Activity: If a line in the material below has the word "clear", copy it.

Record set:

● ● ● ● ● ● ●

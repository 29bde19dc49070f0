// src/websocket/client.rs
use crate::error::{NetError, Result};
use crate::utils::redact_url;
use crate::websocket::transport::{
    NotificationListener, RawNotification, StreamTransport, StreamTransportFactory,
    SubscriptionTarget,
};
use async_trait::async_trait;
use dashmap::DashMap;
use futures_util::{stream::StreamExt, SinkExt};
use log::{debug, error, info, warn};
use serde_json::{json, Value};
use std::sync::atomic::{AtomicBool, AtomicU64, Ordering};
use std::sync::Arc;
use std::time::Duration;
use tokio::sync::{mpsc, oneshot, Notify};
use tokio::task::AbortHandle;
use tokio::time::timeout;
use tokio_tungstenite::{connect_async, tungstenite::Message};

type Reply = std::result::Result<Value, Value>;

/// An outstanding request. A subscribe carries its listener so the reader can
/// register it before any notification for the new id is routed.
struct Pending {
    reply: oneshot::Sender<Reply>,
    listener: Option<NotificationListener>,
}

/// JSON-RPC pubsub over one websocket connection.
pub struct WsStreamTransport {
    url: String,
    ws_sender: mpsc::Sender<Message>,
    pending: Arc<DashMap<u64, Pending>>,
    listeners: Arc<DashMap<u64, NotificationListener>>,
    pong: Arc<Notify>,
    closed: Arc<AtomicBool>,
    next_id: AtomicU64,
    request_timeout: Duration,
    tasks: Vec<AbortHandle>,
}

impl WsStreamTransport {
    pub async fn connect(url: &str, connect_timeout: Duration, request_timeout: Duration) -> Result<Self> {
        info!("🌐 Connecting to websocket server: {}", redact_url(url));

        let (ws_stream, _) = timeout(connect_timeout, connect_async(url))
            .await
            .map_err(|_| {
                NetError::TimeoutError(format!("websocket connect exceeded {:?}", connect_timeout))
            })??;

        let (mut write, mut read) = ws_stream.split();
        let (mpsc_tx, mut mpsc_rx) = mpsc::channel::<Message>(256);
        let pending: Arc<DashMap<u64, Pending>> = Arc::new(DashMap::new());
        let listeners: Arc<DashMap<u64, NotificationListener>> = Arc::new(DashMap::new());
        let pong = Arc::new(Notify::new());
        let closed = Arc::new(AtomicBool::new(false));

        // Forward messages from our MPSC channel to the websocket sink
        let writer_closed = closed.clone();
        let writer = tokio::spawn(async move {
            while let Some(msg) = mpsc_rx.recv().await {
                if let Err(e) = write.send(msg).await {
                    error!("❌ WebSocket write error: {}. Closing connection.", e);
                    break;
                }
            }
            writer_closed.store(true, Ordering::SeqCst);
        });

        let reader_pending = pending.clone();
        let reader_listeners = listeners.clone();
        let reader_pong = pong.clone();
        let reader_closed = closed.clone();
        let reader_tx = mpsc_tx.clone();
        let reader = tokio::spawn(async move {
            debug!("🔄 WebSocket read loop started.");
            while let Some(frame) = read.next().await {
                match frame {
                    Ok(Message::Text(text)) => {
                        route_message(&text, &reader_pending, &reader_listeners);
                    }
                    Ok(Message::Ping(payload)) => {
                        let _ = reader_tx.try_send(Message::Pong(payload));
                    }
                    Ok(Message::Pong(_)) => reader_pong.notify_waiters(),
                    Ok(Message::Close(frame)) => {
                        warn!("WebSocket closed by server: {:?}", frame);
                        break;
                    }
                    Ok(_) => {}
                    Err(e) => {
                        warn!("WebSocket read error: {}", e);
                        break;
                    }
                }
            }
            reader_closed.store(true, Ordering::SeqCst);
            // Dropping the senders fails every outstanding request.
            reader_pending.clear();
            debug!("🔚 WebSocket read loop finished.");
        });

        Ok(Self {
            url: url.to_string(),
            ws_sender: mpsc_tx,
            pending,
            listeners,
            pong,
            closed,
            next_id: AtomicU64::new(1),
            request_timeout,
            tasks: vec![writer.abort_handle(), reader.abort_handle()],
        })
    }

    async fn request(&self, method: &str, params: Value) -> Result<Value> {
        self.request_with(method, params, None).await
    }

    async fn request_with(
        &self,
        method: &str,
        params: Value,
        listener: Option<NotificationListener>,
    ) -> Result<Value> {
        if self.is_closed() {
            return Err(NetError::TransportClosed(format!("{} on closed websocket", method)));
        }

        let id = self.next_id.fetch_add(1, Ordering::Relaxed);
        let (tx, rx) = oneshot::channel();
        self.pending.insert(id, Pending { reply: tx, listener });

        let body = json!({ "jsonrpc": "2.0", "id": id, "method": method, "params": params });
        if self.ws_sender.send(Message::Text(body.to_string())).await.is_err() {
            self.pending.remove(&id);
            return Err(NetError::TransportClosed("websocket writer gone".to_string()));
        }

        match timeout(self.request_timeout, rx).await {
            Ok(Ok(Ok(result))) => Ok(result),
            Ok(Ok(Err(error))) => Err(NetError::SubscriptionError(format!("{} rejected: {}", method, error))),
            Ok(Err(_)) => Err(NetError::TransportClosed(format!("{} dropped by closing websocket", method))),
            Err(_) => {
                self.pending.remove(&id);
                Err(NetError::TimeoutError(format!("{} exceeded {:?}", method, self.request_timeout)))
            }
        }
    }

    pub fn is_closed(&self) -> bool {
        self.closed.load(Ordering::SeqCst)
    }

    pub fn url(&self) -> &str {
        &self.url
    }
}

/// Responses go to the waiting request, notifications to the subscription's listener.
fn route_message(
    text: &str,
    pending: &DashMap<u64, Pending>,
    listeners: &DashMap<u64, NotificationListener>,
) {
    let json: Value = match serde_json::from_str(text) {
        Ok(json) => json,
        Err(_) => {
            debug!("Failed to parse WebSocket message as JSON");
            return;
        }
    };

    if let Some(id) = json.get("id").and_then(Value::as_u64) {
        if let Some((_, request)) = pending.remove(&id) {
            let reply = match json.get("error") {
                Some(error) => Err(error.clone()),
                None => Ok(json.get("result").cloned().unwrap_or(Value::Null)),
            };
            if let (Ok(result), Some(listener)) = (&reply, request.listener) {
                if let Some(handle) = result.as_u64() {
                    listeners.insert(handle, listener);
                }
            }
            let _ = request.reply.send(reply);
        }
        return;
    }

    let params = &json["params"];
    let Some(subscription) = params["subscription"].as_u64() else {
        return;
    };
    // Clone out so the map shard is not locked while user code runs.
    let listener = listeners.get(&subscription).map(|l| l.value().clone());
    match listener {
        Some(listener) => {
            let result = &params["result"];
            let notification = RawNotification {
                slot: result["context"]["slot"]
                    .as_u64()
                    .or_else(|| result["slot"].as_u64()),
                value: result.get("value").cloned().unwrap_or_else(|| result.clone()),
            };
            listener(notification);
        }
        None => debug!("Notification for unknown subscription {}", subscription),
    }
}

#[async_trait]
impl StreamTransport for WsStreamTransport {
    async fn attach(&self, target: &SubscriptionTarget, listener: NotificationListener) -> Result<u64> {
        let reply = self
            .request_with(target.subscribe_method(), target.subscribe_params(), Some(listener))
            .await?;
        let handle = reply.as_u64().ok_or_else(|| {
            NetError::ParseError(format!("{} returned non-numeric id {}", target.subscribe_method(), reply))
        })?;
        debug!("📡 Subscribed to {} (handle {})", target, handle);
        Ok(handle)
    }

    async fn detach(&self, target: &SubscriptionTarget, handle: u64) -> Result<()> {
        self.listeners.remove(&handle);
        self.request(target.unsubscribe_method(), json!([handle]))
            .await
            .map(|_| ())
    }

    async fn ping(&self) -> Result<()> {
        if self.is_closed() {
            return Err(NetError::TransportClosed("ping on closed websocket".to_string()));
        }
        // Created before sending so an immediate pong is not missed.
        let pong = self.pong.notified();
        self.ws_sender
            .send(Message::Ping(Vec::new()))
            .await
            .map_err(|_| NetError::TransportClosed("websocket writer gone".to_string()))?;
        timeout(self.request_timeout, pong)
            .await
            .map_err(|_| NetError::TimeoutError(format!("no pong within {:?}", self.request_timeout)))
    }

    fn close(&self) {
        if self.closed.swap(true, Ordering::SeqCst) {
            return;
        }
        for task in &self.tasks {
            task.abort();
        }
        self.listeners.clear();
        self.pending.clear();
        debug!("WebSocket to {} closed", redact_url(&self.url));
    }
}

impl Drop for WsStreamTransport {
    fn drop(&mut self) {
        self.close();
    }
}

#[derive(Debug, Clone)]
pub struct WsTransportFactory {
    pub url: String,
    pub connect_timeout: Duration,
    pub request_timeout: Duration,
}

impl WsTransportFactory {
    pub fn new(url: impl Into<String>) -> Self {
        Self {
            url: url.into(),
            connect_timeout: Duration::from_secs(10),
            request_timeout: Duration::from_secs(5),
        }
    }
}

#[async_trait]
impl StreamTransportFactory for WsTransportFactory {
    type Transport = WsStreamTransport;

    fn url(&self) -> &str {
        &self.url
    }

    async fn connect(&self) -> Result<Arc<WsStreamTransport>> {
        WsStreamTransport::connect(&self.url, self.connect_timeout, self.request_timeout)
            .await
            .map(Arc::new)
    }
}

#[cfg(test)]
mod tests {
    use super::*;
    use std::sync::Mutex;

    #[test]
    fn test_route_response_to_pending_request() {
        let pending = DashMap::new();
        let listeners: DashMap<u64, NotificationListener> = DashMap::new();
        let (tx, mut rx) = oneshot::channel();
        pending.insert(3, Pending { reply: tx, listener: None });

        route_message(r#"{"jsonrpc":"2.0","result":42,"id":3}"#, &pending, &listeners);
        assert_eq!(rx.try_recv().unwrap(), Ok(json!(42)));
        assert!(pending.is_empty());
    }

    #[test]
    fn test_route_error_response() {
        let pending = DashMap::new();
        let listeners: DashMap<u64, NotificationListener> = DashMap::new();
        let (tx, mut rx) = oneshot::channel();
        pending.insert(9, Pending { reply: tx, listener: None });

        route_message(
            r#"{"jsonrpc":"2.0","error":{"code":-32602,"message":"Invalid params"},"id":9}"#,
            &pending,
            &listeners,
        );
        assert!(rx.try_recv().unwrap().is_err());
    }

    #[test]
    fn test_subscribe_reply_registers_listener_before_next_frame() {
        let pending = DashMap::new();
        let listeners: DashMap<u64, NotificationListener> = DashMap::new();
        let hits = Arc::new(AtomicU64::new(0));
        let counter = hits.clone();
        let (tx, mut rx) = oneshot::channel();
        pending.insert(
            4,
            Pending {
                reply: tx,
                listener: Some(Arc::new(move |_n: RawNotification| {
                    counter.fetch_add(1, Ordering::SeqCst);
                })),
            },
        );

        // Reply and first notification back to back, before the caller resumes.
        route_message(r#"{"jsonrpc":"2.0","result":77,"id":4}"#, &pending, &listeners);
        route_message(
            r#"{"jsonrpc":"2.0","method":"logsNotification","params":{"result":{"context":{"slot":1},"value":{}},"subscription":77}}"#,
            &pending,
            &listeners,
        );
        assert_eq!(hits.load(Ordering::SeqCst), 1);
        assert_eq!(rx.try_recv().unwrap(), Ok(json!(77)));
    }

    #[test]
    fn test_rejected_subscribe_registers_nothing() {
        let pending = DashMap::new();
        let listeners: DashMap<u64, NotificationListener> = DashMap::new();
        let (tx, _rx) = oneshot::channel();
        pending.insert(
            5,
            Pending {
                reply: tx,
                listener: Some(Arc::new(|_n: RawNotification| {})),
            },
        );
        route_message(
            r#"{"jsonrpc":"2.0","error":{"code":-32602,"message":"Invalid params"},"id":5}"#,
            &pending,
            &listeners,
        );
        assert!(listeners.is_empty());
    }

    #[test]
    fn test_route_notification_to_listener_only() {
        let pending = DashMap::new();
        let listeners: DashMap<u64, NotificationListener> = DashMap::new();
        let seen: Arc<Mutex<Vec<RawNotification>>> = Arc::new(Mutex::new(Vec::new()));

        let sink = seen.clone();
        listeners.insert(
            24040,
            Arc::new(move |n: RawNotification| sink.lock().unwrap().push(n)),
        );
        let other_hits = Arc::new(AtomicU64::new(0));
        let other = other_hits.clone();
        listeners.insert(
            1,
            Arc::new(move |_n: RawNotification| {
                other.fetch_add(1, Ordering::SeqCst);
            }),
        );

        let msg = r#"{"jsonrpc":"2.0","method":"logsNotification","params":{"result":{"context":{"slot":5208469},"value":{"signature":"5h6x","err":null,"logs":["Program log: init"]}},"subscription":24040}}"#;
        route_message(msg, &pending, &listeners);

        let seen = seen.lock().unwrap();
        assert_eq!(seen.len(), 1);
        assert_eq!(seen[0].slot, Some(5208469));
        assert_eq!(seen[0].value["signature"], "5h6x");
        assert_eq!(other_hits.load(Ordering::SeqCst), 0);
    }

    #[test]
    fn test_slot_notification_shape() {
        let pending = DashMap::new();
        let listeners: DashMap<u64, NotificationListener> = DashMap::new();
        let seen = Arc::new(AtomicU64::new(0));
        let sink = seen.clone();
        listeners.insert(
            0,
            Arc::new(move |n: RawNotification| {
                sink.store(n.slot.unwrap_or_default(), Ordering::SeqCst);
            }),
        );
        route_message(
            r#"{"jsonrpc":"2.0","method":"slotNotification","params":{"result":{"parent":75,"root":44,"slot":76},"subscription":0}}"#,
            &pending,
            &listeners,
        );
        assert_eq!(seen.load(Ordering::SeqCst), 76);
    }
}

● ● ● ● ● ● ●

Exercise output:
            reader_pending.clear();
        self.listeners.clear();
        self.pending.clear();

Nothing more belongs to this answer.